6 answers
Aroquiamarie Kavitha’s Answer
1. Basic math for data science (Linear algebra, elementary calculus and statistics)
2. Writing code with basic programming constructs (either python or R)
3. Data wrangling skills (use of Database technologies like SQL to handle larger data that doesn't fit in spreadsheet)
4. Hands on mindset to play around with different data tools / softwares on linux based systems.
5. Understanding the nature of how the data is created and the business function of the data
6. Storytelling with data (talking different stakeholders of the business on the findings and observations about the data)
Good to have:
1. Basic knowledge of handling data in cloud systems like AWS, Google cloud, Azure.
Basic mini courses
kaggle courses (they have a curriculum from beginner to intermediate level)
https://www.kaggle.com/learn [kaggle.com]
If you have programming experience and looking for an experiential learning with more hands activities via programming try fastai
https://course18.fast.ai/ml.html [course18.fast.ai]
If you have good foundation in high school math and prefer the traditional learning methodology, Stanford CS229 Machine learning is a good place to start
https://www.youtube.com/playlist?list=PLoROMvodv4rMiGQp3WXShtMGgzqpfVfbU [youtube.com]
Once done you can start working on portfolio projects of interests and showcasing them in your resume as suggested in the recommended courses. Often try to solve real world problems by taking part in kaggle competitions.
Sejal’s Answer
- Python: One of the points that makes a data scientist different from a data analyst is the ability to deep dive into machine learning models. Python is the most commonly used programming language for building these models. Also, a few specific topics like Pandas, NumPy under python are used extensively to analyze data.
- Extensive study of data analytics topics: Start from the basics like small concepts of data analysis, manipulation, data correction, and then moving into the data modeling topic. Recommended book: An Introduction to Statistical Learning: with Applications in R
Thomas’s Answer
- Statistics and mathematics: Data science is heavily reliant on statistics and math, so it's important to have a strong foundation in these areas.
- Programming languages: It's essential to be able to write code in order to manipulate and analyze data. Python is a popular language for data science, but there are many others that can be used as well.
- Database management: A large part of data science involves working with and managing large datasets. Mastery of database management tools and
Fabio’s Answer
Hello Chong G.
I am not a data scientist, but I think I can give you some advice on this. Nowadays, an increasing number of professions are requiring analytics capabilities.
There are some core things you should learn to handle great amount of data, like:
Relational Database concepts;
SQL - Computer language for creating and managing databases;
Excel;
Programing languages such as C, VBA, R...
You should also consider learning how to display the data in an organized way and Power BI / Think-Cell are great for that
There are several tutorials around the internet about those topics and also focused courses. I personally recommend the latter, because it is easier to progress through the topics.
Hope my advice was helpful to you!
karthik’s Answer
Many job postings list advanced degrees as requirements for data-related positions. Sometimes, that’s non-negotiable, but as demand outstrips supply—and given the often specialized, highly technical nature of the work—the proof is increasingly in the pudding. That is, data skills often outweigh mere credentialism. What’s most important to hiring managers is an ability to demonstrate mastery of the subject in some way, and it’s increasingly understood that this demonstration doesn’t have to follow traditional channels.

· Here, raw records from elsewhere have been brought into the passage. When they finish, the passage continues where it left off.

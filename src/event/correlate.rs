//! Cross-application copy/paste correlation
//!
//! Links each paste keystroke with the clipboard copy that preceded it, so a workflow can
//! describe data moving from one application into another.

use crate::event::{ClipboardDataType, Event, EventContext, EventPayload};
use serde::{Deserialize, Serialize};
use std::fmt;

const TITLE_SUFFIXES: [&str; 8] = [
    " - Excel",
    " - Word",
    " - PowerPoint",
    " - Google Chrome",
    " - Mozilla Firefox",
    " - Safari",
    " \u{2014} ",
    " \u{2013} ",
];

/// Broad application category
#[derive(Debug, Clone, Copy, PartialEq, Eq, Hash, Serialize, Deserialize)]
#[serde(rename_all = "snake_case")]
pub enum AppType {
    Spreadsheet,
    Document,
    Presentation,
    WebApplication,
    CodeEditor,
    Unknown,
}

impl AppType {
    /// Infer from an application name
    pub fn infer(application: Option<&str>) -> Self {
        let Some(name) = application else {
            return Self::Unknown;
        };
        let name = name.to_lowercase();
        let has = |needles: &[&str]| needles.iter().any(|n| name.contains(n));

        if has(&["excel", "sheets", "numbers"]) {
            Self::Spreadsheet
        } else if has(&["word", "docs", "pages"]) {
            Self::Document
        } else if has(&["powerpoint", "slides", "keynote"]) {
            Self::Presentation
        } else if has(&["chrome", "safari", "firefox", "edge"]) {
            Self::WebApplication
        } else if has(&["code", "sublime", "atom"]) {
            Self::CodeEditor
        } else {
            Self::Unknown
        }
    }
}

impl fmt::Display for AppType {
    fn fmt(&self, f: &mut fmt::Formatter<'_>) -> fmt::Result {
        let name = match self {
            Self::Spreadsheet => "spreadsheet",
            Self::Document => "document",
            Self::Presentation => "presentation",
            Self::WebApplication => "web_application",
            Self::CodeEditor => "code_editor",
            Self::Unknown => "unknown",
        };
        f.write_str(name)
    }
}

/// One end of a data flow
#[derive(Debug, Clone, PartialEq, Serialize, Deserialize)]
#[serde(rename_all = "camelCase")]
pub struct FlowEndpoint {
    pub event_index: usize,
    pub timestamp: u64,

    #[serde(default, skip_serializing_if = "Option::is_none")]
    pub application: Option<String>,

    pub app_type: AppType,

    #[serde(default, skip_serializing_if = "Option::is_none")]
    pub document: Option<String>,
}

/// Clipboard content copied in one place and pasted in another
#[derive(Debug, Clone, PartialEq, Serialize, Deserialize)]
#[serde(rename_all = "camelCase")]
pub struct DataFlow {
    pub source: FlowEndpoint,
    pub destination: FlowEndpoint,
    pub data_type: ClipboardDataType,
    pub preview: String,
    pub transformation: String,
}

impl DataFlow {
    pub fn is_cross_application(&self) -> bool {
        self.source.application != self.destination.application
    }
}

/// Pair every paste with the most recent earlier copy
pub fn data_flows(events: &[Event]) -> Vec<DataFlow> {
    let mut flows = Vec::new();
    let mut last_copy: Option<usize> = None;

    for (index, event) in events.iter().enumerate() {
        if matches!(event.payload(), EventPayload::ClipboardCopy(_)) {
            last_copy = Some(index);
            continue;
        }
        if !event.is_paste() {
            continue;
        }
        let Some(copy_index) = last_copy else {
            log::debug!("Paste at {} has no preceding copy", event.timestamp());
            continue;
        };
        let copy = &events[copy_index];
        let EventPayload::ClipboardCopy(clip) = copy.payload() else {
            continue;
        };

        let source = endpoint(copy_index, copy);
        let destination = endpoint(index, event);
        let transformation = transformation(source.app_type, destination.app_type).to_string();

        flows.push(DataFlow {
            source,
            destination,
            data_type: clip.data_type,
            preview: clip.preview.clone(),
            transformation,
        });
    }

    flows
}

fn endpoint(index: usize, event: &Event) -> FlowEndpoint {
    let context = event.context();
    FlowEndpoint {
        event_index: index,
        timestamp: event.timestamp(),
        application: context.application.clone(),
        app_type: AppType::infer(context.application.as_deref()),
        document: document_name(context),
    }
}

/// Document name from a window title such as "Book1.xlsx - Excel"
pub fn document_name(context: &EventContext) -> Option<String> {
    let title = context.window_title.as_deref()?.trim();
    if title.is_empty() {
        return None;
    }
    let name = TITLE_SUFFIXES
        .iter()
        .find_map(|suffix| title.split_once(suffix).map(|(head, _)| head))
        .unwrap_or(title);
    Some(name.trim().to_string())
}

/// How data changes shape between application categories
pub fn transformation(from: AppType, to: AppType) -> &'static str {
    use AppType::*;
    match (from, to) {
        (Spreadsheet, Document) => "table_to_text",
        (Spreadsheet, Presentation) => "data_to_slide",
        (Spreadsheet, WebApplication) => "data_to_form",
        (Document, Spreadsheet) => "text_to_cells",
        (Document, Presentation) => "text_to_slide",
        (Document, WebApplication) => "text_to_form",
        (WebApplication, Spreadsheet) => "web_to_data",
        (WebApplication, Document) => "web_to_text",
        _ => "direct_paste",
    }
}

In the end, there’s no single path toward becoming a Data Analyst, and that’s good news if you’re hoping to land a data analysis role. Because Data Analysts can work across many different industries, may be generalists or highly specialized, and often play an interdisciplinary role in a company, even job titles in data analysis can be quite varied
Rafael’s Answer
You should search for Algorithm videos. Usually when studying data, you would need to know about databases structure, analytics skills, and some other logics. Another thing you could do would be start analyzing some small real cases like how long does it take to go from your house to the supermarket and what you could do to reduce the time? or how often do you drink water (time gap between each occurence). How could you track that? and how could you improve it? is it good?
these are a few examples on how you could analyze stuff.